Work to complete
Send back all of the data, word for word.

Stored data entries
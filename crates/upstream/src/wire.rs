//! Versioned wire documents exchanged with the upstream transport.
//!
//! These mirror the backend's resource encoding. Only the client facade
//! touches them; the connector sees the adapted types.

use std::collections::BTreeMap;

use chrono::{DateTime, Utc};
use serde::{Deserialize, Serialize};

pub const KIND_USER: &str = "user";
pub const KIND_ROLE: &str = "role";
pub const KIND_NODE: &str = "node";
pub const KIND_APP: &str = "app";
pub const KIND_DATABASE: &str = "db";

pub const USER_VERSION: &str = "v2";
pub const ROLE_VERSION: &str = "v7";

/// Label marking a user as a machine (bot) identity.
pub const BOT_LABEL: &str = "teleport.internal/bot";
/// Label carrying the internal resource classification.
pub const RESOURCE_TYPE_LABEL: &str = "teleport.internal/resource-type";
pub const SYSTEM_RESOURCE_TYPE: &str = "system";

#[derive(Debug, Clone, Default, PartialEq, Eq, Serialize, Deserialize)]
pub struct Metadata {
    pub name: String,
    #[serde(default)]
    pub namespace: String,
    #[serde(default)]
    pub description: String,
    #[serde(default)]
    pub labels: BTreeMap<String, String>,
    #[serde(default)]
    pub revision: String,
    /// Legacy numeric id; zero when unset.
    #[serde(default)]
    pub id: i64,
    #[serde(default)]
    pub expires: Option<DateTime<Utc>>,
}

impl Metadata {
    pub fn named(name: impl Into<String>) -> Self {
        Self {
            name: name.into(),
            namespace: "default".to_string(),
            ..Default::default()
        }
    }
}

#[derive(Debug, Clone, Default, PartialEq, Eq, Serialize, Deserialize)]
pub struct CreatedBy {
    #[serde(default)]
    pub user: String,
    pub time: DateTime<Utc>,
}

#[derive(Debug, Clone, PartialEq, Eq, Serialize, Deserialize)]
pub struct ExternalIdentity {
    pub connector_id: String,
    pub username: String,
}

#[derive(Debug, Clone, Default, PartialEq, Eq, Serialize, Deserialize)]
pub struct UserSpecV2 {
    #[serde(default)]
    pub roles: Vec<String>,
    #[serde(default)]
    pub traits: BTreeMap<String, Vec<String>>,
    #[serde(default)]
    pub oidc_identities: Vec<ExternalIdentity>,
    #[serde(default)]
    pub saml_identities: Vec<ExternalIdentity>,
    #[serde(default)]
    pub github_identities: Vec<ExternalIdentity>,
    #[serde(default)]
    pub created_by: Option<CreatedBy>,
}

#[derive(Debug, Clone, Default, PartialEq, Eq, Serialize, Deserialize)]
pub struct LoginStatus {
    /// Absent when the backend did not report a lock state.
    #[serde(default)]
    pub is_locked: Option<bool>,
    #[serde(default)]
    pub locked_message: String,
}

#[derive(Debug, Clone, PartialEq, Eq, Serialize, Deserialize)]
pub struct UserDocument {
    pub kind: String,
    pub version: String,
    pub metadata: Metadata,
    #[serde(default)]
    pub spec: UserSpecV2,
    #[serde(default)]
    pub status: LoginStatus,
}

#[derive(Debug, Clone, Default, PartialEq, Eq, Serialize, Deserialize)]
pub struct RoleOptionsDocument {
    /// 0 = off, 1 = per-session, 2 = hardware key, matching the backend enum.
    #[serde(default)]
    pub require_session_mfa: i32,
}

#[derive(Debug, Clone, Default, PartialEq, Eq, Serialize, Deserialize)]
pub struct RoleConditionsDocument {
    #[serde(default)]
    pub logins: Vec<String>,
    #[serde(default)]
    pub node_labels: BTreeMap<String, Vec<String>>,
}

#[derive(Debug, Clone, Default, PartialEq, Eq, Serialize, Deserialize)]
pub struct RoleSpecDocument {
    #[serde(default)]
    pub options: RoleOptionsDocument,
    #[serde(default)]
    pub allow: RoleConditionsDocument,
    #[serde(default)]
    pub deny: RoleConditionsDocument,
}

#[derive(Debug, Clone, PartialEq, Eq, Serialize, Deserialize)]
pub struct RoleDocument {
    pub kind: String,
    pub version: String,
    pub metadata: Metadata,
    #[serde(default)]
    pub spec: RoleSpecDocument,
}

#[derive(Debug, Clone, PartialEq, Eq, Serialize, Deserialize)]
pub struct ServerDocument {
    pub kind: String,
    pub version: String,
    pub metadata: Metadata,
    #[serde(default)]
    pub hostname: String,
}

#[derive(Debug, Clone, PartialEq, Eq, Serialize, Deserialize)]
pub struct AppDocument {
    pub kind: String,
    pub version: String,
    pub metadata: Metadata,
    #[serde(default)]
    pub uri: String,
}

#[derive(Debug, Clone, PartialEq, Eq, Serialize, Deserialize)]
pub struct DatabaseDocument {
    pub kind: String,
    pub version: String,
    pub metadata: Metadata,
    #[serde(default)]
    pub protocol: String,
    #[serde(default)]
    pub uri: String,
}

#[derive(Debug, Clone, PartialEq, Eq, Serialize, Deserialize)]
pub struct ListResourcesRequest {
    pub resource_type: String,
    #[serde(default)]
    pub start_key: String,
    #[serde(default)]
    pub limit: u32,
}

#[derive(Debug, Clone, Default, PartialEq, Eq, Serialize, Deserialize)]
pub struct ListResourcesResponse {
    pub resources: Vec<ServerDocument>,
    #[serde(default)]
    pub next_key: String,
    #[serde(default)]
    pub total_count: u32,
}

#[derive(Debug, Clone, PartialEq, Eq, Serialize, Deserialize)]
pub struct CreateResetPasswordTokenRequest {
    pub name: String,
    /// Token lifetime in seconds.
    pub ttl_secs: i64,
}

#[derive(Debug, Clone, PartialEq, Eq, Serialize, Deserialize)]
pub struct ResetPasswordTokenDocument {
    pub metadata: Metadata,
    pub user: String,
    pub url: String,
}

Written solution
filename crates/upstream/src/wire.rs
//! Versioned wire documents exchanged with the upstream transport.
//!
//! These mirror the backend's resource encoding. Only the client facade
//! touches them; the connector sees the adapted types.

use std::collections::BTreeMap;

use chrono::{DateTime, Utc};
use serde::{Deserialize, Serialize};

pub const KIND_USER: &str = "user";
pub const KIND_ROLE: &str = "role";
pub const KIND_NODE: &str = "node";
pub const KIND_APP: &str = "app";
pub const KIND_DATABASE: &str = "db";

pub const USER_VERSION: &str = "v2";
pub const ROLE_VERSION: &str = "v7";

/// Label marking a user as a machine (bot) identity.
pub const BOT_LABEL: &str = "teleport.internal/bot";
/// Label carrying the internal resource classification.
pub const RESOURCE_TYPE_LABEL: &str = "teleport.internal/resource-type";
pub const SYSTEM_RESOURCE_TYPE: &str = "system";

#[derive(Debug, Clone, Default, PartialEq, Eq, Serialize, Deserialize)]
pub struct Metadata {
    pub name: String,
    #[serde(default)]
    pub namespace: String,
    #[serde(default)]
    pub description: String,
    #[serde(default)]
    pub labels: BTreeMap<String, String>,
    #[serde(default)]
    pub revision: String,
    /// Legacy numeric id; zero when unset.
    #[serde(default)]
    pub id: i64,
    #[serde(default)]
    pub expires: Option<DateTime<Utc>>,
}

impl Metadata {
    pub fn named(name: impl Into<String>) -> Self {
        Self {
            name: name.into(),
            namespace: "default".to_string(),
            ..Default::default()
        }
    }
}

#[derive(Debug, Clone, Default, PartialEq, Eq, Serialize, Deserialize)]
pub struct CreatedBy {
    #[serde(default)]
    pub user: String,
    pub time: DateTime<Utc>,
}

#[derive(Debug, Clone, PartialEq, Eq, Serialize, Deserialize)]
pub struct ExternalIdentity {
    pub connector_id: String,
    pub username: String,
}

#[derive(Debug, Clone, Default, PartialEq, Eq, Serialize, Deserialize)]
pub struct UserSpecV2 {
    #[serde(default)]
    pub roles: Vec<String>,
    #[serde(default)]
    pub traits: BTreeMap<String, Vec<String>>,
    #[serde(default)]
    pub oidc_identities: Vec<ExternalIdentity>,
    #[serde(default)]
    pub saml_identities: Vec<ExternalIdentity>,
    #[serde(default)]
    pub github_identities: Vec<ExternalIdentity>,
    #[serde(default)]
    pub created_by: Option<CreatedBy>,
}

#[derive(Debug, Clone, Default, PartialEq, Eq, Serialize, Deserialize)]
pub struct LoginStatus {
    /// Absent when the backend did not report a lock state.
    #[serde(default)]
    pub is_locked: Option<bool>,
    #[serde(default)]
    pub locked_message: String,
}

#[derive(Debug, Clone, PartialEq, Eq, Serialize, Deserialize)]
pub struct UserDocument {
    pub kind: String,
    pub version: String,
    pub metadata: Metadata,
    #[serde(default)]
    pub spec: UserSpecV2,
    #[serde(default)]
    pub status: LoginStatus,
}

#[derive(Debug, Clone, Default, PartialEq, Eq, Serialize, Deserialize)]
pub struct RoleOptionsDocument {
    /// 0 = off, 1 = per-session, 2 = hardware key, matching the backend enum.
    #[serde(default)]
    pub require_session_mfa: i32,
}

#[derive(Debug, Clone, Default, PartialEq, Eq, Serialize, Deserialize)]
pub struct RoleConditionsDocument {
    #[serde(default)]
    pub logins: Vec<String>,
    #[serde(default)]
    pub node_labels: BTreeMap<String, Vec<String>>,
}

#[derive(Debug, Clone, Default, PartialEq, Eq, Serialize, Deserialize)]
pub struct RoleSpecDocument {
    #[serde(default)]
    pub options: RoleOptionsDocument,
    #[serde(default)]
    pub allow: RoleConditionsDocument,
    #[serde(default)]
    pub deny: RoleConditionsDocument,
}

#[derive(Debug, Clone, PartialEq, Eq, Serialize, Deserialize)]
pub struct RoleDocument {
    pub kind: String,
    pub version: String,
    pub metadata: Metadata,
    #[serde(default)]
    pub spec: RoleSpecDocument,
}

#[derive(Debug, Clone, PartialEq, Eq, Serialize, Deserialize)]
pub struct ServerDocument {
    pub kind: String,
    pub version: String,
    pub metadata: Metadata,
    #[serde(default)]
    pub hostname: String,
}

#[derive(Debug, Clone, PartialEq, Eq, Serialize, Deserialize)]
pub struct AppDocument {
    pub kind: String,
    pub version: String,
    pub metadata: Metadata,
    #[serde(default)]
    pub uri: String,
}

#[derive(Debug, Clone, PartialEq, Eq, Serialize, Deserialize)]
pub struct DatabaseDocument {
    pub kind: String,
    pub version: String,
    pub metadata: Metadata,
    #[serde(default)]
    pub protocol: String,
    #[serde(default)]
    pub uri: String,
}

#[derive(Debug, Clone, PartialEq, Eq, Serialize, Deserialize)]
pub struct ListResourcesRequest {
    pub resource_type: String,
    #[serde(default)]
    pub start_key: String,
    #[serde(default)]
    pub limit: u32,
}

#[derive(Debug, Clone, Default, PartialEq, Eq, Serialize, Deserialize)]
pub struct ListResourcesResponse {
    pub resources: Vec<ServerDocument>,
    #[serde(default)]
    pub next_key: String,
    #[serde(default)]
    pub total_count: u32,
}

#[derive(Debug, Clone, PartialEq, Eq, Serialize, Deserialize)]
pub struct CreateResetPasswordTokenRequest {
    pub name: String,
    /// Token lifetime in seconds.
    pub ttl_secs: i64,
}

#[derive(Debug, Clone, PartialEq, Eq, Serialize, Deserialize)]
pub struct ResetPasswordTokenDocument {
    pub metadata: Metadata,
    pub user: String,
    pub url: String,
}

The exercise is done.